• **Records provided**
* * *

// src/types.rs

use crate::calibration::CalibrationMapping;
use chrono::{DateTime, Utc};
use image::DynamicImage;
use serde::{Deserialize, Serialize};

// ============================================================================
// CONFIGURATION
// ============================================================================

#[derive(Debug, Clone, Default, Serialize, Deserialize)]
#[serde(default)]
pub struct Config {
    pub capture: CaptureConfig,
    pub cv: CvConfig,
    pub tracking: TrackingConfig,
    pub classifier: ClassifierConfig,
    pub speech: SpeechConfig,
    pub decision: DecisionConfig,
    pub depth_map: CalibrationMapping,
    pub output: OutputConfig,
    pub logging: LoggingConfig,
}

#[derive(Debug, Clone, Serialize, Deserialize)]
#[serde(default)]
pub struct CaptureConfig {
    pub target_fps: f64,
    /// Region of interest `[x, y, w, h]` cropped from every frame.
    pub roi: Option<[u32; 4]>,
}

impl Default for CaptureConfig {
    fn default() -> Self {
        Self {
            target_fps: 10.0,
            roi: None,
        }
    }
}

#[derive(Debug, Clone, Serialize, Deserialize)]
#[serde(default)]
pub struct CvConfig {
    pub blur_kernel: u32,
    pub clahe_clip_limit: f32,
    pub clahe_grid_size: u32,
    pub bin_block: u32,
    pub bin_c: f32,
    pub morph_radius: u8,
    pub close_iterations: u8,
    pub open_iterations: u8,
    pub area_min: f64,
    pub area_max: f64,
    pub aspect_ratio_max: f64,
    pub density_thr: f64,
    pub merge_distance: f64,
}

impl Default for CvConfig {
    fn default() -> Self {
        Self {
            blur_kernel: 5,
            clahe_clip_limit: 2.0,
            clahe_grid_size: 8,
            bin_block: 21,
            bin_c: -5.0,
            morph_radius: 1,
            close_iterations: 2,
            open_iterations: 1,
            area_min: 40.0,
            area_max: 20000.0,
            aspect_ratio_max: 5.0,
            density_thr: 140.0,
            merge_distance: 30.0,
        }
    }
}

#[derive(Debug, Clone, Serialize, Deserialize)]
#[serde(default)]
pub struct TrackingConfig {
    pub max_disappeared: u32,
    pub max_distance: f64,
    pub history_len: usize,
}

impl Default for TrackingConfig {
    fn default() -> Self {
        Self {
            max_disappeared: 5,
            max_distance: 50.0,
            history_len: 30,
        }
    }
}

#[derive(Debug, Clone, Serialize, Deserialize)]
#[serde(default)]
pub struct ClassifierConfig {
    pub use_classifier: bool,
    pub endpoint: String,
    pub model_id: String,
    /// Environment variable holding the API key.
    pub api_key_env: String,
    pub timeout_sec: f64,
    pub sample_rate_hz: f64,
    pub ambiguity_threshold: f64,
    pub max_image_size: u32,
    pub jpeg_quality: u8,
    /// Frame rate used for sampling when neither the source nor the
    /// measured loop rate is known yet.
    pub assumed_fps: f64,
}

impl Default for ClassifierConfig {
    fn default() -> Self {
        Self {
            use_classifier: true,
            endpoint: "https://api.groq.com/openai/v1/chat/completions".to_string(),
            model_id: "llama-3.2-90b-vision-preview".to_string(),
            api_key_env: "GROQ_API_KEY".to_string(),
            timeout_sec: 10.0,
            sample_rate_hz: 1.0,
            ambiguity_threshold: 0.5,
            max_image_size: 512,
            jpeg_quality: 85,
            assumed_fps: 30.0,
        }
    }
}

#[derive(Debug, Clone, Serialize, Deserialize)]
#[serde(default)]
pub struct SpeechConfig {
    pub debounce_sec: f64,
    pub similarity_threshold: f64,
    pub min_confidence: f64,
    /// External TTS program and leading arguments; the cue text is appended.
    pub command: Option<Vec<String>>,
}

impl Default for SpeechConfig {
    fn default() -> Self {
        Self {
            debounce_sec: 2.5,
            similarity_threshold: 0.8,
            min_confidence: 0.3,
            command: None,
        }
    }
}

#[derive(Debug, Clone, Serialize, Deserialize)]
#[serde(default)]
pub struct DecisionConfig {
    pub tight_school_compactness: f64,
    pub dismiss_confidence: f32,
}

impl Default for DecisionConfig {
    fn default() -> Self {
        Self {
            tight_school_compactness: 0.7,
            dismiss_confidence: 0.6,
        }
    }
}

#[derive(Debug, Clone, Serialize, Deserialize)]
#[serde(default)]
pub struct OutputConfig {
    pub dir: String,
    pub save_annotated: bool,
    pub write_report: bool,
}

impl Default for OutputConfig {
    fn default() -> Self {
        Self {
            dir: "output".to_string(),
            save_annotated: false,
            write_report: true,
        }
    }
}

#[derive(Debug, Clone, Serialize, Deserialize)]
#[serde(default)]
pub struct LoggingConfig {
    pub level: String,
}

impl Default for LoggingConfig {
    fn default() -> Self {
        Self {
            level: "sonar_assist=info".to_string(),
        }
    }
}

// ============================================================================
// FRAMES AND DETECTIONS
// ============================================================================

/// One captured frame. `index` starts at 1 for file sources.
#[derive(Debug, Clone)]
pub struct Frame {
    pub index: u64,
    pub timestamp_ms: f64,
    pub image: DynamicImage,
}

impl Frame {
    pub fn new(index: u64, timestamp_ms: f64, image: DynamicImage) -> Self {
        Self {
            index,
            timestamp_ms,
            image,
        }
    }

    pub fn width(&self) -> u32 {
        self.image.width()
    }

    pub fn height(&self) -> u32 {
        self.image.height()
    }

    /// Crop to `[x, y, w, h]`, clamped to the frame. Returns `None` when the
    /// clamped region is empty.
    pub fn cropped(&self, roi: [u32; 4]) -> Option<Frame> {
        let [x, y, w, h] = roi;
        if x >= self.width() || y >= self.height() {
            return None;
        }
        let w = w.min(self.width() - x);
        let h = h.min(self.height() - y);
        if w == 0 || h == 0 {
            return None;
        }
        Some(Frame {
            index: self.index,
            timestamp_ms: self.timestamp_ms,
            image: self.image.crop_imm(x, y, w, h),
        })
    }
}

#[derive(Debug, Clone, Copy, PartialEq, Eq, Serialize, Deserialize)]
pub struct BoundingBox {
    pub x: u32,
    pub y: u32,
    pub w: u32,
    pub h: u32,
}

impl BoundingBox {
    pub fn new(x: u32, y: u32, w: u32, h: u32) -> Self {
        Self { x, y, w, h }
    }

    pub fn right(&self) -> u32 {
        self.x + self.w
    }

    pub fn bottom(&self) -> u32 {
        self.y + self.h
    }

    pub fn center(&self) -> (f64, f64) {
        (
            self.x as f64 + self.w as f64 / 2.0,
            self.y as f64 + self.h as f64 / 2.0,
        )
    }

    pub fn union(&self, other: &BoundingBox) -> BoundingBox {
        let x = self.x.min(other.x);
        let y = self.y.min(other.y);
        BoundingBox {
            x,
            y,
            w: self.right().max(other.right()) - x,
            h: self.bottom().max(other.bottom()) - y,
        }
    }

    /// `max(w,h) / min(w,h)`; infinite for degenerate boxes.
    pub fn aspect_ratio(&self) -> f64 {
        let long = self.w.max(self.h) as f64;
        let short = self.w.min(self.h) as f64;
        if short > 0.0 {
            long / short
        } else {
            f64::INFINITY
        }
    }
}

/// A candidate fish or school region from a single frame.
#[derive(Debug, Clone, Copy, PartialEq, Serialize, Deserialize)]
pub struct Detection {
    pub bbox: BoundingBox,
    /// Pixel count enclosed by the outer contour.
    pub area: f64,
    /// Mean intensity (0-255) inside the region.
    pub density: f64,
    /// Circularity `4π·area/perimeter²`.
    pub tightness: f64,
    pub centroid: (f64, f64),
}

impl Detection {
    /// Vertical midpoint of the bounding box; the row used for depth lookups.
    pub fn mid_y(&self) -> u32 {
        self.bbox.y + self.bbox.h / 2
    }

    /// Local detection confidence: `tightness × density/255`.
    pub fn confidence(&self) -> f64 {
        self.tightness * (self.density / 255.0)
    }
}

// ============================================================================
// CLASSIFICATION
// ============================================================================

#[derive(Debug, Clone, Copy, PartialEq, Eq, Hash, Serialize, Deserialize)]
#[serde(rename_all = "lowercase")]
pub enum ClassificationLabel {
    School,
    Debris,
    Thermocline,
    Unknown,
}

impl ClassificationLabel {
    pub fn as_str(&self) -> &'static str {
        match self {
            Self::School => "school",
            Self::Debris => "debris",
            Self::Thermocline => "thermocline",
            Self::Unknown => "unknown",
        }
    }

    /// Case-insensitive parse; anything outside the four labels is `None`.
    pub fn parse(value: &str) -> Option<Self> {
        match value.trim().to_lowercase().as_str() {
            "school" => Some(Self::School),
            "debris" => Some(Self::Debris),
            "thermocline" => Some(Self::Thermocline),
            "unknown" => Some(Self::Unknown),
            _ => None,
        }
    }

    /// Labels that justify dismissing a mark instead of fishing it.
    pub fn is_dismissive(&self) -> bool {
        matches!(self, Self::Debris | Self::Thermocline)
    }
}

#[derive(Debug, Clone, PartialEq, Serialize, Deserialize)]
pub struct ClassificationResult {
    pub label: ClassificationLabel,
    pub confidence: f32,
    pub reasoning: String,
}

impl ClassificationResult {
    pub fn unknown(reasoning: impl Into<String>) -> Self {
        Self {
            label: ClassificationLabel::Unknown,
            confidence: 0.0,
            reasoning: reasoning.into(),
        }
    }
}

// ============================================================================
// RECOMMENDATIONS
// ============================================================================

#[derive(Debug, Clone, Copy, PartialEq, Eq, Serialize, Deserialize)]
#[serde(rename_all = "lowercase")]
pub enum SchoolSize {
    Small,
    Medium,
    Large,
}

impl SchoolSize {
    pub fn as_str(&self) -> &'static str {
        match self {
            Self::Small => "small",
            Self::Medium => "medium",
            Self::Large => "large",
        }
    }
}

#[derive(Debug, Clone, Copy, PartialEq, Eq, Serialize, Deserialize)]
#[serde(rename_all = "lowercase")]
pub enum DensityClass {
    Sparse,
    Moderate,
    Dense,
}

impl DensityClass {
    pub fn as_str(&self) -> &'static str {
        match self {
            Self::Sparse => "sparse",
            Self::Moderate => "moderate",
            Self::Dense => "dense",
        }
    }

    pub fn capitalized(&self) -> &'static str {
        match self {
            Self::Sparse => "Sparse",
            Self::Moderate => "Moderate",
            Self::Dense => "Dense",
        }
    }
}

/// An actionable cue for the operator.
#[derive(Debug, Clone, PartialEq, Serialize, Deserialize)]
pub struct Recommendation {
    pub text: String,
    pub emitted_at: DateTime<Utc>,
    /// Confidence of the detection behind the cue, or of the classifier
    /// verdict for dismissive cues.
    pub confidence: f64,
    pub depth_ft: Option<f64>,
    pub size: Option<SchoolSize>,
    pub density_class: Option<DensityClass>,
    pub track_id: Option<u64>,
    /// Positive when the mark is getting deeper.
    pub depth_trend_ft_per_frame: Option<f64>,
}

#[cfg(test)]
mod tests {
    use super::*;

    fn det(x: u32, y: u32, w: u32, h: u32) -> Detection {
        Detection {
            bbox: BoundingBox::new(x, y, w, h),
            area: 1200.0,
            density: 150.0,
            tightness: 0.8,
            centroid: (25.0, 40.0),
        }
    }

    #[test]
    fn test_detection_mid_y() {
        let d = det(10, 20, 30, 40);
        assert_eq!(d.mid_y(), 40);
        assert_eq!(det(0, 5, 4, 3).mid_y(), 6);
    }

    #[test]
    fn test_detection_confidence() {
        let d = det(0, 0, 10, 10);
        assert!((d.confidence() - 0.8 * 150.0 / 255.0).abs() < 1e-9);
    }

    #[test]
    fn test_bbox_union_and_aspect() {
        let a = BoundingBox::new(10, 10, 20, 20);
        let b = BoundingBox::new(25, 15, 20, 20);
        let u = a.union(&b);
        assert_eq!(u, BoundingBox::new(10, 10, 35, 25));
        assert!((BoundingBox::new(0, 0, 50, 10).aspect_ratio() - 5.0).abs() < 1e-9);
        assert!(BoundingBox::new(0, 0, 0, 10).aspect_ratio().is_infinite());
    }

    #[test]
    fn test_label_parse() {
        assert_eq!(
            ClassificationLabel::parse(" Thermocline "),
            Some(ClassificationLabel::Thermocline)
        );
        assert_eq!(ClassificationLabel::parse("whale"), None);
        assert!(ClassificationLabel::Debris.is_dismissive());
        assert!(!ClassificationLabel::School.is_dismissive());
    }

    #[test]
    fn test_frame_crop_is_clamped() {
        let frame = Frame::new(1, 0.0, DynamicImage::new_luma8(100, 80));
        let cropped = frame.cropped([90, 70, 50, 50]).unwrap();
        assert_eq!((cropped.width(), cropped.height()), (10, 10));
        assert!(frame.cropped([100, 0, 5, 5]).is_none());
    }
}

* * *

• **Work order**
Go line by line through the records and copy those that contain the word "Debris".

• **Response**
    Debris,
            Self::Debris => "debris",
            "debris" => Some(Self::Debris),
        matches!(self, Self::Debris | Self::Thermocline)
        assert!(ClassificationLabel::Debris.is_dismissive());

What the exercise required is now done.